Newsletter
Aug 13, 2021
Policy Matters Newsletter - August 13, 2021
One Small Step For Infrastructure: Senate Passes Bipartisan Package, But The Next Leaps Will Be Laborious. Finally, after months of inter- and intra-party wrangling, the Senate voted 69-30 — including a notable aye vote from minority leader Mitch McConnell who noted that infrastructure is also popular with GOP voters — Tuesday to approve a $1 trillion bipartisan infrastructure bill. The measure, negotiated primarily by Sens. Kyrsten Sinema (D-Ariz.) and Rob Portman (R-Ohio), includes roughly $550 billion in new funding for investments in roads, bridges, broadband, water and rail. The rest of the appropriations come from left over COVID-19 relief money and other sources. If the bill gets to the President’s desk, it would provide the following appropriations: $73 billion for electric grid and power infrastructure; $66 billion for passenger and freight rail; $65 billion for broadband investments; $55 billion for water systems and infrastructure; $50 billion for Western water storage; $39 billion for public transit; $25 billion for airports; $21 billion for environmental remediation projects; $17 billion for ports and waterways; $15 billion for electric vehicles; and $11 billion for road safety.

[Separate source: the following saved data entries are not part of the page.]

use std::fmt;

use pest::iterators::Pair;
use pest::pratt_parser::{Assoc, Op, PrattParser};

use crate::functions::math::{bare_name, Constant, Function};
use crate::{CompileError, Rule};

#[derive(Debug, Clone, Copy, PartialEq, Eq)]
pub enum Variable {
  X,
  Y,
}

#[derive(Debug, Clone, Copy, PartialEq, Eq)]
pub enum UnaryOperator {
  Minus,
  Plus,
}

#[derive(Debug, Clone, Copy, PartialEq, Eq)]
pub enum BinaryOperator {
  Plus,
  Minus,
  Times,
  Divide,
  Modulo,
  Power,
}

impl BinaryOperator {
  fn symbol(self) -> &'static str {
    match self {
      BinaryOperator::Plus => " + ",
      BinaryOperator::Minus => " - ",
      BinaryOperator::Times => " * ",
      BinaryOperator::Divide => " / ",
      BinaryOperator::Modulo => " % ",
      BinaryOperator::Power => "^",
    }
  }

  fn precedence(self) -> u8 {
    match self {
      BinaryOperator::Plus | BinaryOperator::Minus => 1,
      BinaryOperator::Times
      | BinaryOperator::Divide
      | BinaryOperator::Modulo => 2,
      BinaryOperator::Power => 4,
    }
  }
}

const UNARY_PRECEDENCE: u8 = 3;
const ATOM_PRECEDENCE: u8 = 5;

/// A resolved formula. Every name has already been checked against the
/// allow-list, so evaluating an `Expr` never looks anything up.
#[derive(Debug, Clone, PartialEq)]
pub enum Expr {
  Number(f64),
  Variable(Variable),
  Constant(Constant),
  UnaryOp {
    op: UnaryOperator,
    operand: Box<Expr>,
  },
  BinaryOp {
    op: BinaryOperator,
    left: Box<Expr>,
    right: Box<Expr>,
  },
  FunctionCall {
    function: Function,
    args: Vec<Expr>,
  },
}

impl Expr {
  fn precedence(&self) -> u8 {
    match self {
      Expr::UnaryOp { .. } => UNARY_PRECEDENCE,
      Expr::BinaryOp { op, .. } => op.precedence(),
      _ => ATOM_PRECEDENCE,
    }
  }

  /// True if the expression references `x` or `y` anywhere.
  pub fn depends_on_variables(&self) -> bool {
    match self {
      Expr::Variable(_) => true,
      Expr::Number(_) | Expr::Constant(_) => false,
      Expr::UnaryOp { operand, .. } => operand.depends_on_variables(),
      Expr::BinaryOp { left, right, .. } => {
        left.depends_on_variables() || right.depends_on_variables()
      }
      Expr::FunctionCall { args, .. } => {
        args.iter().any(Expr::depends_on_variables)
      }
    }
  }
}

/// Write `child`, parenthesized when it binds looser than its parent.
fn write_operand(
  f: &mut fmt::Formatter<'_>,
  child: &Expr,
  needs_parens: bool,
) -> fmt::Result {
  if needs_parens {
    write!(f, "({child})")
  } else {
    write!(f, "{child}")
  }
}

impl fmt::Display for Expr {
  fn fmt(&self, f: &mut fmt::Formatter<'_>) -> fmt::Result {
    match self {
      Expr::Number(n) => write!(f, "{n}"),
      Expr::Variable(Variable::X) => f.write_str("x"),
      Expr::Variable(Variable::Y) => f.write_str("y"),
      Expr::Constant(c) => f.write_str(c.name()),
      Expr::UnaryOp { op, operand } => {
        f.write_str(match op {
          UnaryOperator::Minus => "-",
          UnaryOperator::Plus => "+",
        })?;
        write_operand(f, operand, operand.precedence() < UNARY_PRECEDENCE)
      }
      Expr::BinaryOp { op, left, right } => {
        let prec = op.precedence();
        // Power is right-associative, everything else left-associative
        let right_assoc = *op == BinaryOperator::Power;
        let left_parens = left.precedence() < prec
          || (right_assoc && left.precedence() == prec);
        let right_parens = right.precedence() < prec
          || (!right_assoc && right.precedence() == prec);
        write_operand(f, left, left_parens)?;
        f.write_str(op.symbol())?;
        write_operand(f, right, right_parens)
      }
      Expr::FunctionCall { function, args } => {
        write!(f, "{function}(")?;
        for (idx, arg) in args.iter().enumerate() {
          if idx > 0 {
            f.write_str(", ")?;
          }
          write!(f, "{arg}")?;
        }
        f.write_str(")")
      }
    }
  }
}

fn pratt() -> PrattParser<Rule> {
  // Lowest precedence first. Unary signs bind looser than ^ so that
  // -x^2 reads as -(x^2).
  PrattParser::new()
    .op(
      Op::infix(Rule::Add, Assoc::Left)
        | Op::infix(Rule::Subtract, Assoc::Left),
    )
    .op(
      Op::infix(Rule::Multiply, Assoc::Left)
        | Op::infix(Rule::Divide, Assoc::Left)
        | Op::infix(Rule::Modulo, Assoc::Left),
    )
    .op(Op::prefix(Rule::Negate) | Op::prefix(Rule::Identity))
    .op(Op::infix(Rule::Power, Assoc::Right))
}

/// Convert an `Expression` pair into a resolved [`Expr`].
pub fn pair_to_expr(pair: Pair<'_, Rule>) -> Result<Expr, CompileError> {
  let pratt = pratt();
  expression_to_expr(pair, &pratt)
}

fn expression_to_expr(
  pair: Pair<'_, Rule>,
  pratt: &PrattParser<Rule>,
) -> Result<Expr, CompileError> {
  pratt
    .map_primary(|primary| primary_to_expr(primary, pratt))
    .map_prefix(|op, operand| {
      let op = match op.as_rule() {
        Rule::Negate => UnaryOperator::Minus,
        _ => UnaryOperator::Plus,
      };
      Ok(Expr::UnaryOp {
        op,
        operand: Box::new(operand?),
      })
    })
    .map_infix(|left, op, right| {
      let op = match op.as_rule() {
        Rule::Add => BinaryOperator::Plus,
        Rule::Subtract => BinaryOperator::Minus,
        Rule::Multiply => BinaryOperator::Times,
        Rule::Divide => BinaryOperator::Divide,
        Rule::Modulo => BinaryOperator::Modulo,
        Rule::Power => BinaryOperator::Power,
        rule => unreachable!("{rule:?} is not an infix operator"),
      };
      Ok(Expr::BinaryOp {
        op,
        left: Box::new(left?),
        right: Box::new(right?),
      })
    })
    .parse(pair.into_inner())
}

fn primary_to_expr(
  pair: Pair<'_, Rule>,
  pratt: &PrattParser<Rule>,
) -> Result<Expr, CompileError> {
  match pair.as_rule() {
    Rule::Number => {
      let text = pair.as_str();
      match text.parse::<f64>() {
        Ok(n) if n.is_finite() => Ok(Expr::Number(n)),
        _ => Err(CompileError::InvalidNumber(text.to_string())),
      }
    }
    Rule::Identifier => resolve_identifier(pair.as_str()),
    Rule::Call => {
      let mut inner = pair.into_inner();
      let name = inner.next().map(|p| p.as_str()).unwrap_or_default();
      let args = inner
        .map(|arg| expression_to_expr(arg, pratt))
        .collect::<Result<Vec<_>, _>>()?;
      resolve_call(name, args)
    }
    Rule::Expression => expression_to_expr(pair, pratt),
    rule => unreachable!("{rule:?} is not a primary expression"),
  }
}

fn resolve_identifier(name: &str) -> Result<Expr, CompileError> {
  // Math.x is not a thing; only constants may carry the prefix
  match name {
    "x" => return Ok(Expr::Variable(Variable::X)),
    "y" => return Ok(Expr::Variable(Variable::Y)),
    _ => {}
  }
  if let Some(constant) = Constant::lookup(name) {
    return Ok(Expr::Constant(constant));
  }
  if Function::lookup(name).is_some() {
    return Err(CompileError::UnknownIdentifier(format!(
      "{} (function used without arguments)",
      bare_name(name)
    )));
  }
  Err(CompileError::UnknownIdentifier(name.to_string()))
}

fn resolve_call(name: &str, args: Vec<Expr>) -> Result<Expr, CompileError> {
  let function = Function::lookup(name)
    .ok_or_else(|| CompileError::UnknownFunction(name.to_string()))?;
  let arity = function.arity();
  if !arity.accepts(args.len()) {
    return Err(CompileError::Arity {
      function: function.name().to_string(),
      expected: arity.to_string(),
      found: args.len(),
    });
  }
  Ok(Expr::FunctionCall { function, args })
}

That the Senate, in today’s starkly divided political society, was able to pass a bipartisan, historic, and costly piece of legislation, merits applause. But the applause should be brief, as there is a lot of work left to be done. While democrats plan to use the budget reconciliation process to avoid a filibuster on the remainder of Biden's broader spending plan on human infrastructure, House Speaker Nancy Pelosi (D-Calif) has adamantly and consistently said she will not take up the bipartisan measure until the broader budget bill has also passed the Senate. Immediately following the infrastructure vote, the Senate voted 50-49 to begin debate on a $3.5 trillion budget resolution, which prompted the so-called vote-a-rama that resulted in the Senate approving the measure shortly before 4:00 a.m. on Wednesday, strictly along party lines. The House will return early from its scheduled summer recess the week of August 23 to take up the budget. Committees in both chambers will be busy hashing out the details of the proposed budget that could result in the biggest expansion of social programs since then President Johnson’s Great Society. Stay tuned — we here at the PMN will be publishing a feature on the various aspects of Joe Biden’s plans once the clouds part. Stay tuned.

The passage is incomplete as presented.